## The task
Reproduce the whole of the data exactly.

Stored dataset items
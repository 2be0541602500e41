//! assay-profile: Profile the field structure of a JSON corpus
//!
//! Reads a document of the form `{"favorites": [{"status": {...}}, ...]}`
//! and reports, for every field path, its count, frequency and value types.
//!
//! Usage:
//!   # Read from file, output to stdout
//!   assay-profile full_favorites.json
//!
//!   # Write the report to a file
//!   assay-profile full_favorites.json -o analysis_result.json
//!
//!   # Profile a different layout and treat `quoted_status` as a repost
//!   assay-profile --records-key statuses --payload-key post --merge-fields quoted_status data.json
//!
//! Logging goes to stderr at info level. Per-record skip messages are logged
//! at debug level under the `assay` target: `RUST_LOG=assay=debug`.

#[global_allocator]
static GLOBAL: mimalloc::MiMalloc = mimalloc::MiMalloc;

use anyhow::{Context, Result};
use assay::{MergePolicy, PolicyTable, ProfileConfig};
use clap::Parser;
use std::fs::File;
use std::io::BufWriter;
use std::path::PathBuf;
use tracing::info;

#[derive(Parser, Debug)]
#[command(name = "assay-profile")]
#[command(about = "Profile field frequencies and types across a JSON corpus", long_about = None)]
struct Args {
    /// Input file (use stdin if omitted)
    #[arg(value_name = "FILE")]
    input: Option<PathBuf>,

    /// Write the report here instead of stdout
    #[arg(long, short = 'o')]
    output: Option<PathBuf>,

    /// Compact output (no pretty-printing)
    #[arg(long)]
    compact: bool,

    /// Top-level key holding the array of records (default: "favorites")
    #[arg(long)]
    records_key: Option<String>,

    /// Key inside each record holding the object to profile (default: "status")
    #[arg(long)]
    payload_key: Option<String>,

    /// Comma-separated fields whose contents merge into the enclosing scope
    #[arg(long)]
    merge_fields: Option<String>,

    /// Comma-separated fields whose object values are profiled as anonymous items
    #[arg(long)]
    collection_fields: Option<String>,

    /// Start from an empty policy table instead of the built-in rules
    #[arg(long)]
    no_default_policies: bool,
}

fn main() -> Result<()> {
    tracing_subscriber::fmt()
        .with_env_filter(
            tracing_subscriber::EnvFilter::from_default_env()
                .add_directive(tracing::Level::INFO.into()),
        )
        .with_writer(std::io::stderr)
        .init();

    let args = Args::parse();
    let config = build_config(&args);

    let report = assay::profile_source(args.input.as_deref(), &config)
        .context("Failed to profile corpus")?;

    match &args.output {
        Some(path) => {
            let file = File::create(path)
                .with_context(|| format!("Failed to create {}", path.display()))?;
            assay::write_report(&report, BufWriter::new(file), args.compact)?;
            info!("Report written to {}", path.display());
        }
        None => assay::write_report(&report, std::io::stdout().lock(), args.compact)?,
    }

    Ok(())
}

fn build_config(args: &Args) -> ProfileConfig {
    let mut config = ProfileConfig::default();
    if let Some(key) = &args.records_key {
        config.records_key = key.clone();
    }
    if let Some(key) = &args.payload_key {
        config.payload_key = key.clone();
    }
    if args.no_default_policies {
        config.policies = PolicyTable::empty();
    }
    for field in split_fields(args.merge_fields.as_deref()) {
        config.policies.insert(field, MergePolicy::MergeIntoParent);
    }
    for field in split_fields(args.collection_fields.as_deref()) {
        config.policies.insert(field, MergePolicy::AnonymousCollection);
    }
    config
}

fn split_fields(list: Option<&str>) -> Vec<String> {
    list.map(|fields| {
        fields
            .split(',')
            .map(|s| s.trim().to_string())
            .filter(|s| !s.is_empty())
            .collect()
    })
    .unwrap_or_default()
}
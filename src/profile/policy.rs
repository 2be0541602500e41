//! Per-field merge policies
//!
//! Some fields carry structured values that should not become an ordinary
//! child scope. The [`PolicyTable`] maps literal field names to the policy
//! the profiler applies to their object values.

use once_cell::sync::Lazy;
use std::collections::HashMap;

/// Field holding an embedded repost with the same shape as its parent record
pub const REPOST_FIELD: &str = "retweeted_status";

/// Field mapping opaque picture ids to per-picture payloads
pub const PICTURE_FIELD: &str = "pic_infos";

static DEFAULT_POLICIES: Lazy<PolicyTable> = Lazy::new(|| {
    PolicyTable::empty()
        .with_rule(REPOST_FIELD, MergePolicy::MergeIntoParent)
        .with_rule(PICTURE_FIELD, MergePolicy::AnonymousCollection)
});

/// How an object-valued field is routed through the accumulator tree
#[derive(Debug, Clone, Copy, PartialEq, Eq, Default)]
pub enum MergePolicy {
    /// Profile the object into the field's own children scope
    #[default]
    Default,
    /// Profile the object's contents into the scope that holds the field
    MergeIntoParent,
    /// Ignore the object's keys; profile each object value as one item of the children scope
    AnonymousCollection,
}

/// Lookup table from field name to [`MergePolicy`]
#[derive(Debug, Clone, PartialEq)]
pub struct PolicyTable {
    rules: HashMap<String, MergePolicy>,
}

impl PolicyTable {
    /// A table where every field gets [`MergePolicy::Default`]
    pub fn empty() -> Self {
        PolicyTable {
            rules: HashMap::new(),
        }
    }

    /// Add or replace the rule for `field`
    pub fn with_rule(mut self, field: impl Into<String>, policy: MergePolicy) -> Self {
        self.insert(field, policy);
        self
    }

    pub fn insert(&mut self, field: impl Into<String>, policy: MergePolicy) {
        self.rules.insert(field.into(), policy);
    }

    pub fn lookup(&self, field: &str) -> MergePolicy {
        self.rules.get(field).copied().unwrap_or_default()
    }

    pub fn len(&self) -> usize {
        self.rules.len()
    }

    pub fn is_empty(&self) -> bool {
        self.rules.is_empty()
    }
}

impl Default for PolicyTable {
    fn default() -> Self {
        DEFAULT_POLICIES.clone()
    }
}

## Result of this task
repository 2be0541602500e41
//! assay-profile: Profile the field structure of a JSON corpus
//!
//! Reads a document of the form `{"favorites": [{"status": {...}}, ...]}`
//! and reports, for every field path, its count, frequency and value types.
//!
//! Usage:
//!   # Read from file, output to stdout
//!   assay-profile full_favorites.json
//!
//!   # Write the report to a file
//!   assay-profile full_favorites.json -o analysis_result.json
//!
//!   # Profile a different layout and treat `quoted_status` as a repost
//!   assay-profile --records-key statuses --payload-key post --merge-fields quoted_status data.json
//!
//! Logging goes to stderr at info level. Per-record skip messages are logged
//! at debug level under the `assay` target: `RUST_LOG=assay=debug`.

#[global_allocator]
static GLOBAL: mimalloc::MiMalloc = mimalloc::MiMalloc;

use anyhow::{Context, Result};
use assay::{MergePolicy, PolicyTable, ProfileConfig};
use clap::Parser;
use std::fs::File;
use std::io::BufWriter;
use std::path::PathBuf;
use tracing::info;

#[derive(Parser, Debug)]
#[command(name = "assay-profile")]
#[command(about = "Profile field frequencies and types across a JSON corpus", long_about = None)]
struct Args {
    /// Input file (use stdin if omitted)
    #[arg(value_name = "FILE")]
    input: Option<PathBuf>,

    /// Write the report here instead of stdout
    #[arg(long, short = 'o')]
    output: Option<PathBuf>,

    /// Compact output (no pretty-printing)
    #[arg(long)]
    compact: bool,

    /// Top-level key holding the array of records (default: "favorites")
    #[arg(long)]
    records_key: Option<String>,

    /// Key inside each record holding the object to profile (default: "status")
    #[arg(long)]
    payload_key: Option<String>,

    /// Comma-separated fields whose contents merge into the enclosing scope
    #[arg(long)]
    merge_fields: Option<String>,

    /// Comma-separated fields whose object values are profiled as anonymous items
    #[arg(long)]
    collection_fields: Option<String>,

    /// Start from an empty policy table instead of the built-in rules
    #[arg(long)]
    no_default_policies: bool,
}

fn main() -> Result<()> {
    tracing_subscriber::fmt()
        .with_env_filter(
            tracing_subscriber::EnvFilter::from_default_env()
                .add_directive(tracing::Level::INFO.into()),
        )
        .with_writer(std::io::stderr)
        .init();

    let args = Args::parse();
    let config = build_config(&args);

    let report = assay::profile_source(args.input.as_deref(), &config)
        .context("Failed to profile corpus")?;

    match &args.output {
        Some(path) => {
            let file = File::create(path)
                .with_context(|| format!("Failed to create {}", path.display()))?;
            assay::write_report(&report, BufWriter::new(file), args.compact)?;
            info!("Report written to {}", path.display());
        }
        None => assay::write_report(&report, std::io::stdout().lock(), args.compact)?,
    }

    Ok(())
}

fn build_config(args: &Args) -> ProfileConfig {
    let mut config = ProfileConfig::default();
    if let Some(key) = &args.records_key {
        config.records_key = key.clone();
    }
    if let Some(key) = &args.payload_key {
        config.payload_key = key.clone();
    }
    if args.no_default_policies {
        config.policies = PolicyTable::empty();
    }
    for field in split_fields(args.merge_fields.as_deref()) {
        config.policies.insert(field, MergePolicy::MergeIntoParent);
    }
    for field in split_fields(args.collection_fields.as_deref()) {
        config.policies.insert(field, MergePolicy::AnonymousCollection);
    }
    config
}

fn split_fields(list: Option<&str>) -> Vec<String> {
    list.map(|fields| {
        fields
            .split(',')
            .map(|s| s.trim().to_string())
            .filter(|s| !s.is_empty())
            .collect()
    })
    .unwrap_or_default()
}
filename src/profile/policy.rs
repository 2be0541602500e41
//! Per-field merge policies
//!
//! Some fields carry structured values that should not become an ordinary
//! child scope. The [`PolicyTable`] maps literal field names to the policy
//! the profiler applies to their object values.

use once_cell::sync::Lazy;
use std::collections::HashMap;

/// Field holding an embedded repost with the same shape as its parent record
pub const REPOST_FIELD: &str = "retweeted_status";

/// Field mapping opaque picture ids to per-picture payloads
pub const PICTURE_FIELD: &str = "pic_infos";

static DEFAULT_POLICIES: Lazy<PolicyTable> = Lazy::new(|| {
    PolicyTable::empty()
        .with_rule(REPOST_FIELD, MergePolicy::MergeIntoParent)
        .with_rule(PICTURE_FIELD, MergePolicy::AnonymousCollection)
});

/// How an object-valued field is routed through the accumulator tree
#[derive(Debug, Clone, Copy, PartialEq, Eq, Default)]
pub enum MergePolicy {
    /// Profile the object into the field's own children scope
    #[default]
    Default,
    /// Profile the object's contents into the scope that holds the field
    MergeIntoParent,
    /// Ignore the object's keys; profile each object value as one item of the children scope
    AnonymousCollection,
}

/// Lookup table from field name to [`MergePolicy`]
#[derive(Debug, Clone, PartialEq)]
pub struct PolicyTable {
    rules: HashMap<String, MergePolicy>,
}

impl PolicyTable {
    /// A table where every field gets [`MergePolicy::Default`]
    pub fn empty() -> Self {
        PolicyTable {
            rules: HashMap::new(),
        }
    }

    /// Add or replace the rule for `field`
    pub fn with_rule(mut self, field: impl Into<String>, policy: MergePolicy) -> Self {
        self.insert(field, policy);
        self
    }

    pub fn insert(&mut self, field: impl Into<String>, policy: MergePolicy) {
        self.rules.insert(field.into(), policy);
    }

    pub fn lookup(&self, field: &str) -> MergePolicy {
        self.rules.get(field).copied().unwrap_or_default()
    }

    pub fn len(&self) -> usize {
        self.rules.len()
    }

    pub fn is_empty(&self) -> bool {
        self.rules.is_empty()
    }
}

impl Default for PolicyTable {
    fn default() -> Self {
        DEFAULT_POLICIES.clone()
    }
}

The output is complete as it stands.